» Activity
Would you please write out every record exactly?

── Available data

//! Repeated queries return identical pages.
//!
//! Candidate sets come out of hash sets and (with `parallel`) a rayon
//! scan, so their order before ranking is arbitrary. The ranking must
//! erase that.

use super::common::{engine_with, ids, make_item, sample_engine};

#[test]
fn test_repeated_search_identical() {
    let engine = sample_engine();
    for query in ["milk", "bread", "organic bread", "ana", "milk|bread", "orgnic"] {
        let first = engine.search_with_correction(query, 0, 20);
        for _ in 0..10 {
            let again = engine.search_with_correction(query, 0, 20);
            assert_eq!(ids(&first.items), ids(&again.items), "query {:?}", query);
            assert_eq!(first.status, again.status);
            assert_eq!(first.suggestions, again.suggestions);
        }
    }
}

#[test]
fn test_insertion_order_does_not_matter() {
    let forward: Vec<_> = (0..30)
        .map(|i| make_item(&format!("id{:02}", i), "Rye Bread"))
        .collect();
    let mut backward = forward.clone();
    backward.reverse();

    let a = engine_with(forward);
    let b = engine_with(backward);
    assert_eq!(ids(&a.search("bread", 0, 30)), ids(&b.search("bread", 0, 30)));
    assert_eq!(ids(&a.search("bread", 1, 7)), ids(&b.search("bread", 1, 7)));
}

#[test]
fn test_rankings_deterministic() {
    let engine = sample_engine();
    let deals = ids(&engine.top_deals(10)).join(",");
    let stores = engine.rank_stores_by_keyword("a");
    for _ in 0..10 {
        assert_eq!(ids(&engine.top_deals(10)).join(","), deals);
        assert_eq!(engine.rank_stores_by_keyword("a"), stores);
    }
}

────

» Answer space
//! Repeated queries return identical pages.
//!
//! Candidate sets come out of hash sets and (with `parallel`) a rayon
//! scan, so their order before ranking is arbitrary. The ranking must
//! erase that.

use super::common::{engine_with, ids, make_item, sample_engine};

#[test]
fn test_repeated_search_identical() {
    let engine = sample_engine();
    for query in ["milk", "bread", "organic bread", "ana", "milk|bread", "orgnic"] {
        let first = engine.search_with_correction(query, 0, 20);
        for _ in 0..10 {
            let again = engine.search_with_correction(query, 0, 20);
            assert_eq!(ids(&first.items), ids(&again.items), "query {:?}", query);
            assert_eq!(first.status, again.status);
            assert_eq!(first.suggestions, again.suggestions);
        }
    }
}

#[test]
fn test_insertion_order_does_not_matter() {
    let forward: Vec<_> = (0..30)
        .map(|i| make_item(&format!("id{:02}", i), "Rye Bread"))
        .collect();
    let mut backward = forward.clone();
    backward.reverse();

    let a = engine_with(forward);
    let b = engine_with(backward);
    assert_eq!(ids(&a.search("bread", 0, 30)), ids(&b.search("bread", 0, 30)));
    assert_eq!(ids(&a.search("bread", 1, 7)), ids(&b.search("bread", 1, 7)));
}

#[test]
fn test_rankings_deterministic() {
    let engine = sample_engine();
    let deals = ids(&engine.top_deals(10)).join(",");
    let stores = engine.rank_stores_by_keyword("a");
    for _ in 0..10 {
        assert_eq!(ids(&engine.top_deals(10)).join(","), deals);
        assert_eq!(engine.rank_stores_by_keyword("a"), stores);
    }
}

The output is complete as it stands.